Because it does for everyone else.
Why do we feel “entitled” to a higher standard of living than the one we have?
Take a look at this graph of GDP per capita in the US:
You may notice a rather sudden dip in 2009, around the time most Millennials graduated from college and entered the labor force. On the next graph, I’ve added a curve approximating what it would look like if the previous trend had continued:
(There’s a lot on this graph for wonks like me. You can see how the unit-root hypothesis seemed to fail in the previous four recessions, where economic output rose back up to potential; but it clearly held in this recession, and there was a permanent loss of output. It also failed in the recession before that. So what’s the deal? Why do we recover from some recessions and take a permanent blow from others?)

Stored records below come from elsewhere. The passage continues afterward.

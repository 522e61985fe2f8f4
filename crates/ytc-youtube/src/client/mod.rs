//! HTTP client for the YouTube Data API v3.
//!
//! Wraps `reqwest` with API key handling, typed response deserialization and
//! mapping of the API's error envelope onto [`YoutubeError`]. One client is
//! built per process and handed explicitly to whoever needs it.

mod comments;
mod metadata;

use std::time::Duration;

use reqwest::{Client, StatusCode, Url};
use serde::de::DeserializeOwned;
use ytc_core::config::DEFAULT_API_BASE_URL;

use crate::error::YoutubeError;
use crate::retry::retry_with_backoff;
use crate::types::ApiErrorEnvelope;

const USER_AGENT: &str = "ytc/0.1 (comment-sentiment)";

/// Client for the YouTube Data API v3.
///
/// Use [`YoutubeClient::new`] for production or [`YoutubeClient::with_base_url`]
/// to point at a mock server in tests.
pub struct YoutubeClient {
    client: Client,
    api_key: String,
    base_url: Url,
    max_retries: u32,
    backoff_base_ms: u64,
}

impl std::fmt::Debug for YoutubeClient {
    fn fmt(&self, f: &mut std::fmt::Formatter<'_>) -> std::fmt::Result {
        f.debug_struct("YoutubeClient")
            .field("base_url", &self.base_url.as_str())
            .field("api_key", &"[redacted]")
            .field("max_retries", &self.max_retries)
            .finish_non_exhaustive()
    }
}

impl YoutubeClient {
    /// Creates a client pointed at the production API.
    ///
    /// # Errors
    ///
    /// Returns [`YoutubeError::Http`] if the underlying `reqwest::Client`
    /// cannot be constructed.
    pub fn new(api_key: &str, timeout_secs: u64) -> Result<Self, YoutubeError> {
        Self::with_base_url(api_key, timeout_secs, DEFAULT_API_BASE_URL)
    }

    /// Creates a client with a custom base URL (for testing with wiremock).
    ///
    /// # Errors
    ///
    /// Returns [`YoutubeError::Http`] if the underlying `reqwest::Client`
    /// cannot be constructed, or [`YoutubeError::InvalidBaseUrl`] if
    /// `base_url` does not parse.
    pub fn with_base_url(
        api_key: &str,
        timeout_secs: u64,
        base_url: &str,
    ) -> Result<Self, YoutubeError> {
        let client = Client::builder()
            .timeout(Duration::from_secs(timeout_secs))
            .connect_timeout(Duration::from_secs(10))
            .user_agent(USER_AGENT)
            .build()?;

        // A trailing slash keeps `Url::join` appending endpoint names instead
        // of replacing the last path segment.
        let normalised = format!("{}/", base_url.trim_end_matches('/'));
        let base_url = Url::parse(&normalised).map_err(|e| YoutubeError::InvalidBaseUrl {
            base_url: base_url.to_owned(),
            reason: e.to_string(),
        })?;

        Ok(Self {
            client,
            api_key: api_key.to_owned(),
            base_url,
            max_retries: 0,
            backoff_base_ms: 0,
        })
    }

    /// Enables retries of transient failures (timeouts, 5xx, short-term rate
    /// limiting) for every call made through this client.
    #[must_use]
    pub fn with_retry_policy(mut self, max_retries: u32, backoff_base_ms: u64) -> Self {
        self.max_retries = max_retries;
        self.backoff_base_ms = backoff_base_ms;
        self
    }

    /// Builds the request URL for `endpoint` with the API key and `params`
    /// percent-encoded into the query string.
    fn build_url(&self, endpoint: &str, params: &[(&str, &str)]) -> Result<Url, YoutubeError> {
        let mut url = self
            .base_url
            .join(endpoint)
            .map_err(|e| YoutubeError::InvalidBaseUrl {
                base_url: self.base_url.to_string(),
                reason: e.to_string(),
            })?;
        {
            let mut pairs = url.query_pairs_mut();
            for (k, v) in params {
                pairs.append_pair(k, v);
            }
            pairs.append_pair("key", &self.api_key);
        }
        Ok(url)
    }

    /// GETs `endpoint` and deserializes the body, retrying transient failures
    /// according to the client's retry policy.
    async fn get_json<T: DeserializeOwned>(
        &self,
        endpoint: &str,
        params: &[(&str, &str)],
    ) -> Result<T, YoutubeError> {
        let url = self.build_url(endpoint, params)?;
        retry_with_backoff(self.max_retries, self.backoff_base_ms, || {
            let url = url.clone();
            async move { self.get_json_once::<T>(endpoint, url).await }
        })
        .await
    }

    async fn get_json_once<T: DeserializeOwned>(
        &self,
        endpoint: &str,
        url: Url,
    ) -> Result<T, YoutubeError> {
        let response = self
            .client
            .get(url)
            .header(reqwest::header::ACCEPT, "application/json")
            .send()
            .await
            .map_err(|e| YoutubeError::Http(e.without_url()))?;

        let status = response.status();
        let retry_after_secs = response
            .headers()
            .get(reqwest::header::RETRY_AFTER)
            .and_then(|v| v.to_str().ok())
            .and_then(|s| s.parse::<u64>().ok());

        let body = response
            .text()
            .await
            .map_err(|e| YoutubeError::Http(e.without_url()))?;

        if !status.is_success() {
            return Err(error_from_response(status, retry_after_secs, endpoint, &body));
        }

        serde_json::from_str::<T>(&body).map_err(|e| YoutubeError::Deserialize {
            context: format!("{endpoint} response"),
            source: e,
        })
    }
}

/// Maps a non-2xx response onto a typed error using the API error envelope
/// when the body carries one.
fn error_from_response(
    status: StatusCode,
    retry_after_secs: Option<u64>,
    endpoint: &str,
    body: &str,
) -> YoutubeError {
    let Ok(envelope) = serde_json::from_str::<ApiErrorEnvelope>(body) else {
        return match status {
            StatusCode::TOO_MANY_REQUESTS => YoutubeError::RateLimited {
                retry_after_secs,
            },
            StatusCode::NOT_FOUND => YoutubeError::NotFound {
                message: format!("{endpoint} returned 404"),
            },
            _ => YoutubeError::UnexpectedStatus {
                status: status.as_u16(),
                endpoint: endpoint.to_owned(),
            },
        };
    };

    let message = envelope.error.message;
    let reason = envelope
        .error
        .errors
        .into_iter()
        .map(|d| d.reason)
        .find(|r| !r.is_empty())
        .unwrap_or_default();

    match reason.as_str() {
        "quotaExceeded" | "dailyLimitExceeded" => YoutubeError::QuotaExceeded { message },
        "rateLimitExceeded" | "userRateLimitExceeded" => YoutubeError::RateLimited {
            retry_after_secs,
        },
        "commentsDisabled" => YoutubeError::CommentsDisabled { message },
        "videoNotFound" | "channelNotFound" | "notFound" => YoutubeError::NotFound { message },
        _ if status == StatusCode::TOO_MANY_REQUESTS => YoutubeError::RateLimited {
            retry_after_secs,
        },
        _ if status == StatusCode::NOT_FOUND => YoutubeError::NotFound { message },
        _ => YoutubeError::Api {
            status: status.as_u16(),
            reason,
            message,
        },
    }
}

#[cfg(test)]
mod tests {
    use super::*;

    fn test_client(base_url: &str) -> YoutubeClient {
        YoutubeClient::with_base_url("test-key", 30, base_url)
            .expect("client construction should not fail")
    }

    fn envelope(code: u16, reason: &str) -> String {
        serde_json::json!({
            "error": {
                "code": code,
                "message": format!("{reason} happened"),
                "errors": [{ "domain": "youtube.commentThread", "reason": reason }]
            }
        })
        .to_string()
    }

    #[test]
    fn build_url_appends_params_and_key() {
        let client = test_client("https://www.googleapis.com/youtube/v3");
        let url = client
            .build_url("commentThreads", &[("part", "snippet"), ("videoId", "abc")])
            .unwrap();
        assert_eq!(
            url.as_str(),
            "https://www.googleapis.com/youtube/v3/commentThreads?part=snippet&videoId=abc&key=test-key"
        );
    }

    #[test]
    fn build_url_encodes_special_characters() {
        let client = test_client("https://www.googleapis.com/youtube/v3/");
        let url = client
            .build_url("commentThreads", &[("pageToken", "a+b/c=")])
            .unwrap();
        assert!(
            url.as_str().contains("pageToken=a%2Bb%2Fc%3D"),
            "token should be percent-encoded: {url}"
        );
    }

    #[test]
    fn debug_output_hides_api_key() {
        let rendered = format!("{:?}", test_client("http://localhost"));
        assert!(!rendered.contains("test-key"));
    }

    #[test]
    fn with_base_url_rejects_garbage() {
        let err = YoutubeClient::with_base_url("k", 5, "not a url").unwrap_err();
        assert!(matches!(err, YoutubeError::InvalidBaseUrl { .. }));
    }

    #[test]
    fn quota_envelope_maps_to_quota_exceeded() {
        let err = error_from_response(
            StatusCode::FORBIDDEN,
            None,
            "commentThreads",
            &envelope(403, "quotaExceeded"),
        );
        assert!(matches!(err, YoutubeError::QuotaExceeded { .. }), "{err:?}");
    }

    #[test]
    fn comments_disabled_envelope_maps_to_comments_disabled() {
        let err = error_from_response(
            StatusCode::FORBIDDEN,
            None,
            "commentThreads",
            &envelope(403, "commentsDisabled"),
        );
        assert!(matches!(err, YoutubeError::CommentsDisabled { .. }), "{err:?}");
    }

    #[test]
    fn video_not_found_envelope_maps_to_not_found() {
        let err = error_from_response(
            StatusCode::NOT_FOUND,
            None,
            "commentThreads",
            &envelope(404, "videoNotFound"),
        );
        assert!(matches!(err, YoutubeError::NotFound { .. }), "{err:?}");
    }

    #[test]
    fn unknown_reason_keeps_status_and_reason() {
        let err = error_from_response(
            StatusCode::BAD_REQUEST,
            None,
            "commentThreads",
            &envelope(400, "invalidParameter"),
        );
        match err {
            YoutubeError::Api { status, reason, .. } => {
                assert_eq!(status, 400);
                assert_eq!(reason, "invalidParameter");
            }
            other => panic!("expected Api error, got {other:?}"),
        }
    }

    #[test]
    fn non_json_429_maps_to_rate_limited_with_retry_after() {
        let err = error_from_response(
            StatusCode::TOO_MANY_REQUESTS,
            Some(7),
            "commentThreads",
            "slow down",
        );
        assert!(matches!(
            err,
            YoutubeError::RateLimited {
                retry_after_secs: Some(7)
            }
        ));
    }

    #[test]
    fn non_json_500_maps_to_unexpected_status() {
        let err = error_from_response(
            StatusCode::INTERNAL_SERVER_ERROR,
            None,
            "videos",
            "<html>oops</html>",
        );
        assert!(matches!(
            err,
            YoutubeError::UnexpectedStatus { status: 500, .. }
        ));
    }
}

If the Great Recession hadn’t happened, instead of per-capita GDP being about $46,000 in 2005 dollars, it would instead be closer to $51,000 in 2005 dollars. In today’s money, that means our current $56,000 would be instead closer to $62,000. If we had simply stayed on the growth trajectory we were promised, we’d be almost 10 log points richer (11% for the uninitiated).
So, why do Millennials feel “entitled” to things we don’t have? In a word, macroeconomics.
People anchored their expectations of what the world would be like on forecasts. The forecasts said that the skies were clear and economic growth would continue apace; so naturally we assumed that this was true. When the floor fell out from under our economy, only a few brilliant and/or lucky economists saw it coming; even people who were paying quite close attention were blindsided. We were raised in a world where economic growth promised rising standard of living and steady employment for the rest of our lives. And then the storm hit, and we were thrown into a world of poverty and unemployment—and especially poverty and unemployment for us.
We are angry about how we had been promised more than we were given, angry about how the distribution of what wealth we do have gets ever more unequal. We are angry that our parents’ generation promised what they could not deliver, and angry that it was their own blind worship of the corrupt banking system that allowed the crash to happen.